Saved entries
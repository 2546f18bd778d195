//! Integration tests for transboxer-ebml: chunk boundaries never change the
//! event sequence.

use rand::rngs::StdRng;
use rand::{Rng, SeedableRng};
use transboxer_ebml::{encode, schema::ids, Decoder, Error, TagEvent, TagKind, Value};

fn sample_stream() -> Vec<u8> {
    let header = encode::master(
        ids::EBML,
        [encode::string(ids::DOC_TYPE, "webm").unwrap()],
    )
    .unwrap();

    let info = encode::master(
        ids::INFO,
        [
            encode::unsigned(ids::TIMECODE_SCALE, 1_000_000).unwrap(),
            encode::float(ids::DURATION, 0.0).unwrap(),
        ],
    )
    .unwrap();

    let mut clusters = Vec::new();
    for c in 0..3u64 {
        let mut children = vec![encode::unsigned(ids::TIMECODE, c * 1000).unwrap()];
        for b in 0..5i16 {
            let frame = vec![0, 0, 0, 4, 0x65, b as u8, 0xAA, 0xBB];
            children.push(encode::simple_block(1, b * 33, b == 0, &frame).unwrap());
        }
        clusters.push(encode::master_unknown_size(ids::CLUSTER, children).unwrap());
    }

    let mut segment_body = vec![info];
    segment_body.extend(clusters);
    let segment = encode::master_unknown_size(ids::SEGMENT, segment_body).unwrap();

    let mut out = header.to_vec();
    out.extend_from_slice(&segment);
    out
}

fn decode_chunks<'a>(chunks: impl IntoIterator<Item = &'a [u8]>) -> Vec<TagEvent> {
    let mut decoder = Decoder::new();
    let mut events = Vec::new();
    for chunk in chunks {
        decoder
            .write(chunk, |ev| {
                events.push(ev);
                Ok::<_, Error>(())
            })
            .unwrap();
    }
    decoder
        .finish(|ev| {
            events.push(ev);
            Ok::<_, Error>(())
        })
        .unwrap();
    events
}

fn random_chunks(data: &[u8], seed: u64, max: usize) -> Vec<&[u8]> {
    let mut rng = StdRng::seed_from_u64(seed);
    let mut chunks = Vec::new();
    let mut pos = 0;
    while pos < data.len() {
        let end = (pos + rng.gen_range(1..=max)).min(data.len());
        chunks.push(&data[pos..end]);
        pos = end;
    }
    chunks
}

#[test]
fn test_whole_stream_structure() {
    let data = sample_stream();
    let events = decode_chunks([&data[..]]);

    let starts = events.iter().filter(|e| e.kind == TagKind::Start).count();
    let ends = events.iter().filter(|e| e.kind == TagKind::End).count();
    assert_eq!(starts, ends);
    // EBML, Segment, Info, three Clusters
    assert_eq!(starts, 6);

    let blocks = events
        .iter()
        .filter(|e| e.id == ids::SIMPLE_BLOCK)
        .count();
    assert_eq!(blocks, 15);

    let last = events.last().unwrap();
    assert_eq!((last.kind, last.name), (TagKind::End, "Segment"));
}

#[test]
fn test_clusters_close_before_next_cluster() {
    let data = sample_stream();
    let events = decode_chunks([&data[..]]);

    let mut open_clusters = 0i32;
    for ev in &events {
        if ev.id == ids::CLUSTER {
            match ev.kind {
                TagKind::Start => open_clusters += 1,
                TagKind::End => open_clusters -= 1,
                TagKind::Tag => unreachable!(),
            }
            assert!((0..=1).contains(&open_clusters));
        }
        if ev.id == ids::SIMPLE_BLOCK {
            assert_eq!(ev.depth, 2);
        }
    }
}

#[test]
fn test_random_fragmentation_matches_whole() {
    let data = sample_stream();
    let whole = decode_chunks([&data[..]]);

    for seed in 0..8 {
        let small = decode_chunks(random_chunks(&data, seed, 7));
        assert_eq!(whole, small, "seed {seed}, small chunks");
        let large = decode_chunks(random_chunks(&data, seed, 64));
        assert_eq!(whole, large, "seed {seed}, large chunks");
    }
}

#[test]
fn test_cluster_timecodes() {
    let data = sample_stream();
    let timecodes: Vec<u64> = decode_chunks([&data[..]])
        .iter()
        .filter(|e| e.id == ids::TIMECODE)
        .filter_map(|e| e.value.as_ref().and_then(Value::as_u64))
        .collect();
    assert_eq!(timecodes, vec![0, 1000, 2000]);
}
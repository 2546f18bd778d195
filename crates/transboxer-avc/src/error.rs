//! Error types for transboxer-avc.

use thiserror::Error;

/// Result type for transboxer-avc operations.
pub type Result<T> = std::result::Result<T, Error>;

/// Errors raised while parsing H.264 parameter sets and NALU streams.
#[derive(Debug, Error)]
pub enum Error {
    /// A read crossed the end of the bitstream.
    #[error("Bitstream exhausted")]
    BitstreamExhausted,

    /// `read_bits` accepts 1..=32 bits.
    #[error("Cannot read {0} bits at once")]
    InvalidBitCount(u32),

    /// Exp-Golomb prefix longer than 31 zero bits.
    #[error("Exp-Golomb code too long")]
    ExpGolombOverflow,

    /// The NAL header's forbidden_zero_bit was set.
    #[error("Forbidden bit set in NAL header")]
    ForbiddenBit,

    /// The NAL unit is not the parameter set being parsed.
    #[error("Wrong unit type: expected {expected}, found {found}")]
    WrongUnitType { expected: u8, found: u8 },

    /// profile_idc is not a known H.264 profile.
    #[error("Unknown profile {0}")]
    UnknownProfile(u8),

    /// A syntax element is outside its legal range.
    #[error("{field} out of range: {value}")]
    OutOfRange { field: &'static str, value: i64 },

    /// Neither Annex-B markers nor a consistent length prefix were found.
    #[error("Unknown packet format")]
    UnknownPacketFormat,

    /// The stream cannot be converted with its current framing.
    #[error("Unexpected packet format: {0}")]
    UnexpectedPacketFormat(String),

    /// A NALU does not fit in the configured length prefix.
    #[error("NALU of {len} bytes does not fit a {width}-byte length prefix")]
    NaluTooLong { len: usize, width: usize },

    /// A required SPS or PPS was not found.
    #[error("Missing {0}")]
    MissingParameterSet(&'static str),

    /// avcC configurationVersion other than 1.
    #[error("Unsupported avcC version {0}")]
    UnsupportedVersion(u8),

    /// A truncated or inconsistent avcC record.
    #[error("Invalid avcC: {0}")]
    InvalidAvcC(String),
}

impl Error {
    pub(crate) fn out_of_range(field: &'static str, value: impl Into<i64>) -> Self {
        Self::OutOfRange {
            field,
            value: value.into(),
        }
    }
}
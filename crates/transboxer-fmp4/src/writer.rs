//! Initialization segment and fragment assembly.
//!
//! An init segment is `ftyp` + `moov` for a single AVC video track with an
//! empty sample table and an `mvex`. Each fragment is one `moof` carrying a
//! single sample, followed by the `mdat` holding that sample.

use tracing::trace;

use crate::atom::{AtomId, AtomTree, ChunkSink, FourCc};
use crate::boxes::{
    BoxSpec, DEFAULT_SAMPLE_FLAGS, HEADER_LEN, KEYFRAME_SAMPLE_FLAGS, MFHD_LEN, TFDT_LEN, TFHD_LEN,
    TRUN_LEN,
};
use crate::error::{Error, Result};

pub const MAJOR_BRAND: FourCc = *b"mp42";
pub const MINOR_VERSION: u32 = 1;
pub const COMPATIBLE_BRANDS: [FourCc; 3] = [*b"isom", *b"mp42", *b"avc1"];

/// Length of every single-sample `moof` we write.
pub const MOOF_LEN: u32 =
    HEADER_LEN + MFHD_LEN + HEADER_LEN + TFHD_LEN + TFDT_LEN + TRUN_LEN;

/// Offset from the start of the `moof` to the first sample byte in the
/// following `mdat`.
pub const SAMPLE_DATA_OFFSET: u32 = MOOF_LEN + HEADER_LEN;

/// Everything the init segment says about the one video track.
#[derive(Debug, Clone, PartialEq, Eq)]
pub struct VideoTrack<'a> {
    pub track_id: u32,
    pub timescale: u32,
    pub width: u32,
    pub height: u32,
    pub handler_name: &'a str,
    /// Serialized avcC record.
    pub avcc: &'a [u8],
}

/// One sample and its position in the fragment sequence.
#[derive(Debug, Clone, PartialEq, Eq)]
pub struct Sample<'a> {
    /// `mfhd` sequence number, starting at 1.
    pub sequence: u32,
    pub track_id: u32,
    /// Decode time in track timescale units.
    pub decode_time: u64,
    pub duration: u32,
    pub keyframe: bool,
    /// Length-prefixed NALUs.
    pub data: &'a [u8],
}

pub fn write_ftyp<S: ChunkSink>(tree: &mut AtomTree<S>, parent: AtomId) -> Result<usize> {
    tree.write_box(
        parent,
        &BoxSpec::Ftyp {
            major_brand: MAJOR_BRAND,
            minor_version: MINOR_VERSION,
            compatible_brands: &COMPATIBLE_BRANDS,
        },
    )
}

/// `trak` with `tkhd` and the full `mdia` chain down to `avcC`.
pub fn write_trak<S: ChunkSink>(
    tree: &mut AtomTree<S>,
    parent: AtomId,
    track: &VideoTrack<'_>,
) -> Result<usize> {
    let trak = tree.open_box(parent, &BoxSpec::Trak)?;
    tree.write_box(
        trak,
        &BoxSpec::Tkhd {
            track_id: track.track_id,
            duration: 0,
            width: track.width,
            height: track.height,
        },
    )?;

    let mdia = tree.open_box(trak, &BoxSpec::Mdia)?;
    tree.write_box(
        mdia,
        &BoxSpec::Mdhd {
            timescale: track.timescale,
            duration: 0,
        },
    )?;
    tree.write_box(
        mdia,
        &BoxSpec::Hdlr {
            handler_type: *b"vide",
            name: track.handler_name,
        },
    )?;

    let minf = tree.open_box(mdia, &BoxSpec::Minf)?;
    tree.write_box(minf, &BoxSpec::Vmhd)?;
    tree.write_box(minf, &BoxSpec::Dinf)?;

    let stbl = tree.open_box(minf, &BoxSpec::Stbl)?;
    let stsd = tree.open_box(stbl, &BoxSpec::Stsd)?;
    let avc1 = tree.open_box(
        stsd,
        &BoxSpec::Avc1 {
            width: clamp_u16(track.width),
            height: clamp_u16(track.height),
        },
    )?;
    tree.write_box(avc1, &BoxSpec::AvcC { record: track.avcc })?;
    tree.end(avc1)?;
    tree.end(stsd)?;
    for table in [BoxSpec::Stsz, BoxSpec::Stsc, BoxSpec::Stts, BoxSpec::Stco] {
        tree.write_box(stbl, &table)?;
    }
    tree.end(stbl)?;
    tree.end(minf)?;
    tree.end(mdia)?;
    tree.end(trak)
}

pub fn write_mvex<S: ChunkSink>(
    tree: &mut AtomTree<S>,
    parent: AtomId,
    track_id: u32,
) -> Result<usize> {
    let mvex = tree.open_box(parent, &BoxSpec::Mvex)?;
    tree.write_box(mvex, &BoxSpec::Mehd { duration: 0 })?;
    tree.write_box(mvex, &BoxSpec::Trex { track_id })?;
    tree.end(mvex)
}

/// `ftyp` + `moov` under the root. The caller flushes.
pub fn write_init_segment<S: ChunkSink>(
    tree: &mut AtomTree<S>,
    track: &VideoTrack<'_>,
) -> Result<usize> {
    let root = tree.root();
    let mut len = write_ftyp(tree, root)?;

    let moov = tree.open_box(root, &BoxSpec::Moov)?;
    tree.write_box(
        moov,
        &BoxSpec::Mvhd {
            timescale: track.timescale,
            duration: 0,
            next_track_id: 0xFFFF_FFFF,
        },
    )?;
    write_trak(tree, moov, track)?;
    write_mvex(tree, moov, track.track_id)?;
    len += tree.end(moov)?;

    trace!(
        len,
        width = track.width,
        height = track.height,
        timescale = track.timescale,
        "wrote init segment"
    );
    Ok(len)
}

/// `moof` + `mdat` for one sample under the root. The caller flushes.
pub fn write_fragment<S: ChunkSink>(tree: &mut AtomTree<S>, sample: &Sample<'_>) -> Result<usize> {
    let root = tree.root();
    let size = u32::try_from(sample.data.len()).map_err(|_| Error::AtomTooLarge {
        fourcc: "mdat".into(),
        len: sample.data.len(),
    })?;
    let first_sample_flags = if sample.keyframe {
        KEYFRAME_SAMPLE_FLAGS
    } else {
        DEFAULT_SAMPLE_FLAGS
    };

    let moof = tree.open_box(root, &BoxSpec::Moof)?;
    tree.write_box(
        moof,
        &BoxSpec::Mfhd {
            sequence: sample.sequence,
        },
    )?;
    let traf = tree.open_box(moof, &BoxSpec::Traf)?;
    tree.write_box(
        traf,
        &BoxSpec::Tfhd {
            track_id: sample.track_id,
        },
    )?;
    tree.write_box(
        traf,
        &BoxSpec::Tfdt {
            decode_time: sample.decode_time,
        },
    )?;
    tree.write_box(
        traf,
        &BoxSpec::Trun {
            data_offset: SAMPLE_DATA_OFFSET,
            first_sample_flags,
            duration: sample.duration,
            size,
        },
    )?;
    tree.end(traf)?;
    let moof_len = tree.end(moof)?;
    debug_assert_eq!(moof_len, MOOF_LEN as usize);

    let mdat_len = tree.write_box(root, &BoxSpec::Mdat { payload: sample.data })?;
    trace!(
        sequence = sample.sequence,
        decode_time = sample.decode_time,
        duration = sample.duration,
        keyframe = sample.keyframe,
        size,
        "wrote fragment"
    );
    Ok(moof_len + mdat_len)
}

fn clamp_u16(v: u32) -> u16 {
    u16::try_from(v).unwrap_or(u16::MAX)
}
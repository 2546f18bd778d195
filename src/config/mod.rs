mod types;

pub use types::*;

use anyhow::{Context, Result};
use std::path::Path;

/// Load configuration from a TOML file
pub fn load_config(path: &Path) -> Result<Config> {
    let content = std::fs::read_to_string(path)
        .with_context(|| format!("Failed to read config file: {:?}", path))?;

    let config: Config = toml::from_str(&content)
        .with_context(|| format!("Failed to parse config file: {:?}", path))?;

    validate_config(&config)?;

    Ok(config)
}

/// Load config from default locations or return default config
pub fn load_config_or_default(custom_path: Option<&Path>) -> Result<Config> {
    if let Some(path) = custom_path {
        return load_config(path);
    }

    let default_paths = [
        "./transboxer.toml",
        "~/.config/transboxer/config.toml",
        "/etc/transboxer/config.toml",
    ];

    for path_str in default_paths {
        let path = shellexpand::tilde(path_str);
        let path = Path::new(path.as_ref());
        if path.exists() {
            return load_config(path);
        }
    }

    Ok(Config::default())
}

/// Validate configuration
pub fn validate_config(config: &Config) -> Result<()> {
    let transbox = &config.transbox;

    if transbox.timescale == 0 {
        anyhow::bail!("Timescale cannot be 0");
    }
    if transbox.initial_size == 0 {
        anyhow::bail!("Initial buffer size cannot be 0");
    }
    if transbox.track_id == 0 {
        anyhow::bail!("Track id cannot be 0");
    }
    if transbox.media_type.trim().is_empty() {
        anyhow::bail!("Media type cannot be empty");
    }
    if transbox.max_leaf_size == 0 {
        anyhow::bail!("Maximum leaf size cannot be 0");
    }
    if config.input.chunk_size == 0 {
        anyhow::bail!("Input chunk size cannot be 0");
    }

    if !transbox.media_type.starts_with("video/mp4") {
        tracing::warn!(
            "Media type {:?} does not describe MP4 output",
            transbox.media_type
        );
    }

    Ok(())
}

* _REQUIREMENT_: Print only these lines, please. They run from the start of the entries above to the line containing "fn sample_stream() ->", both ends included, and must match exactly.

* _WRITTEN SOLUTION_:
repository 2546f18bd778d195
//! Integration tests for transboxer-ebml: chunk boundaries never change the
//! event sequence.

use rand::rngs::StdRng;
use rand::{Rng, SeedableRng};
use transboxer_ebml::{encode, schema::ids, Decoder, Error, TagEvent, TagKind, Value};

fn sample_stream() -> Vec<u8> {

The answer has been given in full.